JJB Blog

Question: How do you know when a language’s OO/class/inheritance design is horrible?

Answer: when you have to write THE SAME METHOD in every single extension class:

[php]
public static function tableHeader(){
return parent::tableHeaderMaker(self::ColumnSpecs());
}
[/php]

PHP does not allow a parent class access to an extension class’ static methods (or members).

Or maybe this isn’t so strange? Can Smalltalk, Objective-C, Java, Ruby, or Python do this? I’m very interested…. if you are reading this and know one of these languages, please chime in.

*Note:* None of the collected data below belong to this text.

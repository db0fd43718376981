//! Converts every component error into the RPC `{name, message}` JSON shape
//! or a plain HTTP status for the tile routes (spec §7).

use axum::http::StatusCode;
use axum::response::{IntoResponse, Json, Response};
use serde::Serialize;

use tlog_manager::ManagerError;
use tlog_types::error::{CapabilityError, ErrorCode, GcError, PipelineError, StorageError};

/// Errors the gateway itself can produce, in addition to every component
/// error it forwards verbatim (spec §7: "authorization failures surface
/// verbatim to the RPC caller with stable short codes").
#[derive(Debug, thiserror::Error)]
pub enum GatewayError {
    /// No `delegation` field was present on an authenticated RPC request.
    #[error("this operation requires a delegation")]
    MissingDelegation,
    /// No `cid` field was present on a `tlog/revoke` request.
    #[error("this operation requires a cid")]
    MissingCid,
    /// A field that should have held a CIDv1 string did not parse as one.
    #[error("invalid content id: {0}")]
    InvalidContentId(String),
    /// A field that should have held base64 did not decode.
    #[error("invalid base64 in field {0}")]
    InvalidBase64(&'static str),
    /// `tlog/revoke`'s `cid` does not name a token previously stored in the space.
    #[error("no token stored under this content id")]
    DelegationNotFound,
    /// `tlog/read`'s `offset`/`limit` could not be served from the tile store.
    #[error("read failed: {0}")]
    ReadFailed(String),
    /// See [`CapabilityError`].
    #[error(transparent)]
    Capability(#[from] CapabilityError),
    /// See [`ManagerError`].
    #[error(transparent)]
    Manager(#[from] ManagerError),
    /// See [`PipelineError`].
    #[error(transparent)]
    Pipeline(#[from] PipelineError),
    /// A queued append's flush failed alongside every other entry in its
    /// batch; the original [`PipelineError`] is shared (behind an `Arc`)
    /// with the siblings it was broadcast to, so it is carried here as its
    /// rendered code and message rather than the error itself.
    #[error("{1}")]
    Batch(&'static str, String),
    /// See [`GcError`].
    #[error(transparent)]
    Gc(#[from] GcError),
    /// See [`StorageError`].
    #[error(transparent)]
    Storage(#[from] StorageError),
}

impl ErrorCode for GatewayError {
    fn code(&self) -> &'static str {
        match self {
            Self::MissingDelegation => "MISSING_DELEGATION",
            Self::MissingCid => "MISSING_CID",
            Self::InvalidContentId(_) => "INVALID_CONTENT_ID",
            Self::InvalidBase64(_) => "INVALID_REQUEST",
            Self::DelegationNotFound => "DELEGATION_NOT_FOUND",
            Self::ReadFailed(_) => "READ_FAILED",
            Self::Capability(e) => e.code(),
            Self::Manager(e) => e.code(),
            Self::Pipeline(e) => e.code(),
            Self::Batch(code, _) => code,
            Self::Gc(e) => e.code(),
            Self::Storage(e) => e.code(),
        }
    }
}

#[derive(Serialize)]
struct RpcErrorBody<'a> {
    error: RpcError<'a>,
}

#[derive(Serialize)]
struct RpcError<'a> {
    name: &'a str,
    message: String,
}

impl GatewayError {
    fn status(&self) -> StatusCode {
        match self {
            Self::MissingDelegation
            | Self::MissingCid
            | Self::InvalidContentId(_)
            | Self::InvalidBase64(_) => StatusCode::BAD_REQUEST,
            Self::Capability(CapabilityError::InvocationNotAuthorized)
            | Self::Capability(CapabilityError::DelegationNoAuthority)
            | Self::Capability(CapabilityError::GcDelegationNotDirect)
            | Self::Capability(CapabilityError::RevokeNotAuthorized) => StatusCode::FORBIDDEN,
            Self::Capability(CapabilityError::DelegationRevoked) => StatusCode::FORBIDDEN,
            Self::Capability(_) => StatusCode::UNAUTHORIZED,
            Self::Manager(ManagerError::InvalidLogId(_)) => StatusCode::BAD_REQUEST,
            Self::Manager(ManagerError::LogNotFound) => StatusCode::NOT_FOUND,
            Self::Manager(ManagerError::LogCreationFailed(_)) => StatusCode::INTERNAL_SERVER_ERROR,
            Self::DelegationNotFound => StatusCode::NOT_FOUND,
            Self::Pipeline(PipelineError::HeadMismatch { .. }) => StatusCode::CONFLICT,
            Self::Pipeline(PipelineError::LogNotFound) => StatusCode::NOT_FOUND,
            Self::Pipeline(PipelineError::CancelledOrTimeout) => StatusCode::REQUEST_TIMEOUT,
            Self::Pipeline(_) => StatusCode::INTERNAL_SERVER_ERROR,
            Self::Batch(_, _) => StatusCode::INTERNAL_SERVER_ERROR,
            Self::Gc(GcError::AlreadyInProgress) => StatusCode::CONFLICT,
            Self::Gc(_) => StatusCode::INTERNAL_SERVER_ERROR,
            Self::ReadFailed(_) | Self::Storage(_) => StatusCode::INTERNAL_SERVER_ERROR,
        }
    }
}

impl IntoResponse for GatewayError {
    fn into_response(self) -> Response {
        if self.status().is_server_error() {
            tracing::error!(error = %self, code = self.code(), "gateway request failed");
        }
        let body = RpcErrorBody {
            error: RpcError {
                name: self.code(),
                message: self.to_string(),
            },
        };
        (self.status(), Json(body)).into_response()
    }
}

/// A plain-status error for the unauthenticated tile routes (spec §7: "plain
/// HTTP status codes on the tile path").
pub struct TileError(pub StatusCode, pub String);

impl IntoResponse for TileError {
    fn into_response(self) -> Response {
        (self.0, self.1).into_response()
    }
}

impl From<GatewayError> for TileError {
    fn from(e: GatewayError) -> Self {
        TileError(e.status(), e.to_string())
    }
}

impl From<tlog_types::error::TlogError> for TileError {
    fn from(e: tlog_types::error::TlogError) -> Self {
        use tlog_types::error::TlogError;
        let status = match &e {
            TlogError::InvalidPath(_) | TlogError::InvalidContentId(_) => StatusCode::BAD_REQUEST,
            TlogError::Storage(StorageError::NotFound) => StatusCode::NOT_FOUND,
            _ => StatusCode::INTERNAL_SERVER_ERROR,
        };
        TileError(status, e.to_string())
    }
}

impl From<tlog_types::error::IntegrationError> for TileError {
    fn from(e: tlog_types::error::IntegrationError) -> Self {
        TileError(StatusCode::INTERNAL_SERVER_ERROR, e.to_string())
    }
}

Another gripe: see how I am calling self::ColumnSpecs()? I originally wanted to make ColumnSpecs a static member, but static members can’t have instantiated Classes (or an array of instantiated classes, in my case) assigned to them. So I have to use a static method to generate this array with each call. It works okay in this case, but it’s ugly, and incurrs a performance hit.

[php]
public static function ColumnSpecs(){
return array(
new ColumnSpec(‘shirt’, ‘Shirt’),
new ColumnSpec(‘mailingaddress’, ‘Address’),
new ColumnSpec(‘billingaddress’, ‘Address’),
new ColumnSpec(‘price’));
}
[/php]


1 Comment

my friend zane says:

I know of no static/non-interpretted language that would allow a parent class to call a child’s static method like what I understand you’re saying. It’s unfortunate, but true. It is possible in both Ruby and Perl as these languages determine methods at runtime, and so when you call a method, you’re just sending a “named message” off to “something” and if it responds, it responds. For Ruby and Perl, classes (modules) are just ways to inherit some code, but they don’t really impose any structure on the language, and the languages are naturally pretty free.